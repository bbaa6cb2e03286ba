use std::str::FromStr;

use anyhow::Context;
use chrono::{DateTime, Utc};
use picohub_core::{AppError, NewSkill, ScanStatus, Skill};
use sqlx::sqlite::{SqliteConnectOptions, SqlitePoolOptions, SqliteRow};
use sqlx::{Row, SqlitePool};

const SKILL_COLUMNS: &str = "id, author_id, name, slug, version, description, category, tags, \
     entry_point, file_path, file_size, sha256, scan_status, downloads, created_at, updated_at";

/// Trait for skill persistence
/// This abstracts the database implementation (SQLite)
#[async_trait::async_trait]
pub trait SkillStore: Send + Sync {
    /// Insert a skill row. A duplicate slug yields `AppError::Conflict`.
    async fn create(&self, skill: NewSkill) -> Result<Skill, AppError>;

    async fn find_by_slug(&self, slug: &str) -> Result<Option<Skill>, AppError>;

    /// Bump the download counter; missing slugs are ignored.
    async fn increment_download(&self, slug: &str) -> Result<(), AppError>;
}

/// Open a SQLite pool and apply pending migrations
pub async fn connect(database_url: &str, max_connections: u32) -> anyhow::Result<SqlitePool> {
    let options = SqliteConnectOptions::from_str(database_url)
        .with_context(|| format!("Invalid DATABASE_URL: {}", database_url))?
        .create_if_missing(true)
        .foreign_keys(true);

    let pool = SqlitePoolOptions::new()
        .max_connections(max_connections)
        .connect_with(options)
        .await
        .context("Failed to connect to database")?;

    sqlx::migrate!("../../migrations")
        .run(&pool)
        .await
        .context("Failed to run database migrations")?;
    tracing::info!("Database migrations applied");

    Ok(pool)
}

/// Repository for managing skills
#[derive(Clone)]
pub struct SqliteSkillStore {
    pool: SqlitePool,
}

impl SqliteSkillStore {
    pub fn new(pool: SqlitePool) -> Self {
        Self { pool }
    }

    pub fn pool(&self) -> &SqlitePool {
        &self.pool
    }
}

fn map_skill_row(row: &SqliteRow) -> Result<Skill, AppError> {
    let tags: String = row.try_get("tags")?;
    let scan_status: String = row.try_get("scan_status")?;

    Ok(Skill {
        id: row.try_get("id")?,
        author_id: row.try_get("author_id")?,
        name: row.try_get("name")?,
        slug: row.try_get("slug")?,
        version: row.try_get("version")?,
        description: row.try_get("description")?,
        category: row.try_get("category")?,
        tags: serde_json::from_str(&tags)
            .map_err(|e| AppError::Internal(format!("Corrupt tags column: {}", e)))?,
        entry_point: row.try_get("entry_point")?,
        file_path: row.try_get("file_path")?,
        file_size: row.try_get("file_size")?,
        sha256: row.try_get("sha256")?,
        scan_status: ScanStatus::from_str(&scan_status).map_err(AppError::Internal)?,
        downloads: row.try_get("downloads")?,
        created_at: row.try_get::<DateTime<Utc>, _>("created_at")?,
        updated_at: row.try_get::<DateTime<Utc>, _>("updated_at")?,
    })
}

fn is_unique_violation(err: &sqlx::Error) -> bool {
    matches!(err, sqlx::Error::Database(db_err) if db_err.is_unique_violation())
}

#[async_trait::async_trait]
impl SkillStore for SqliteSkillStore {
    #[tracing::instrument(skip(self, skill), fields(db.table = "skills", db.operation = "insert", slug = %skill.slug))]
    async fn create(&self, skill: NewSkill) -> Result<Skill, AppError> {
        let now = Utc::now();
        let tags = serde_json::to_string(&skill.tags)?;

        let result = sqlx::query(
            r#"
            INSERT INTO skills (
                author_id, name, slug, version, description, category, tags,
                entry_point, file_path, file_size, sha256, scan_status,
                created_at, updated_at
            )
            VALUES (?, ?, ?, ?, ?, ?, ?, ?, ?, ?, ?, ?, ?, ?)
            "#,
        )
        .bind(skill.author_id)
        .bind(&skill.name)
        .bind(&skill.slug)
        .bind(&skill.version)
        .bind(&skill.description)
        .bind(&skill.category)
        .bind(&tags)
        .bind(&skill.entry_point)
        .bind(&skill.file_path)
        .bind(skill.file_size)
        .bind(&skill.sha256)
        .bind(skill.scan_status.as_str())
        .bind(now)
        .bind(now)
        .execute(&self.pool)
        .await;

        let result = match result {
            Ok(result) => result,
            Err(e) if is_unique_violation(&e) => {
                return Err(AppError::Conflict(
                    "skill with this slug already exists".to_string(),
                ));
            }
            Err(e) => return Err(e.into()),
        };

        Ok(Skill {
            id: result.last_insert_rowid(),
            author_id: skill.author_id,
            name: skill.name,
            slug: skill.slug,
            version: skill.version,
            description: skill.description,
            category: skill.category,
            tags: skill.tags,
            entry_point: skill.entry_point,
            file_path: skill.file_path,
            file_size: skill.file_size,
            sha256: skill.sha256,
            scan_status: skill.scan_status,
            downloads: 0,
            created_at: now,
            updated_at: now,
        })
    }

    #[tracing::instrument(skip(self), fields(db.table = "skills", db.operation = "select"))]
    async fn find_by_slug(&self, slug: &str) -> Result<Option<Skill>, AppError> {
        let row = sqlx::query(&format!("SELECT {} FROM skills WHERE slug = ?", SKILL_COLUMNS))
            .bind(slug)
            .fetch_optional(&self.pool)
            .await?;

        row.as_ref().map(map_skill_row).transpose()
    }

    #[tracing::instrument(skip(self), fields(db.table = "skills", db.operation = "update"))]
    async fn increment_download(&self, slug: &str) -> Result<(), AppError> {
        sqlx::query("UPDATE skills SET downloads = downloads + 1 WHERE slug = ?")
            .bind(slug)
            .execute(&self.pool)
            .await?;
        Ok(())
    }
}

*What to work on*:
Exactly as they appear above, write out the line containing "skills SET downloads" and each line that comes after it in the records.

*Answer space*:
        sqlx::query("UPDATE skills SET downloads = downloads + 1 WHERE slug = ?")
            .bind(slug)
            .execute(&self.pool)
            .await?;
        Ok(())
    }
}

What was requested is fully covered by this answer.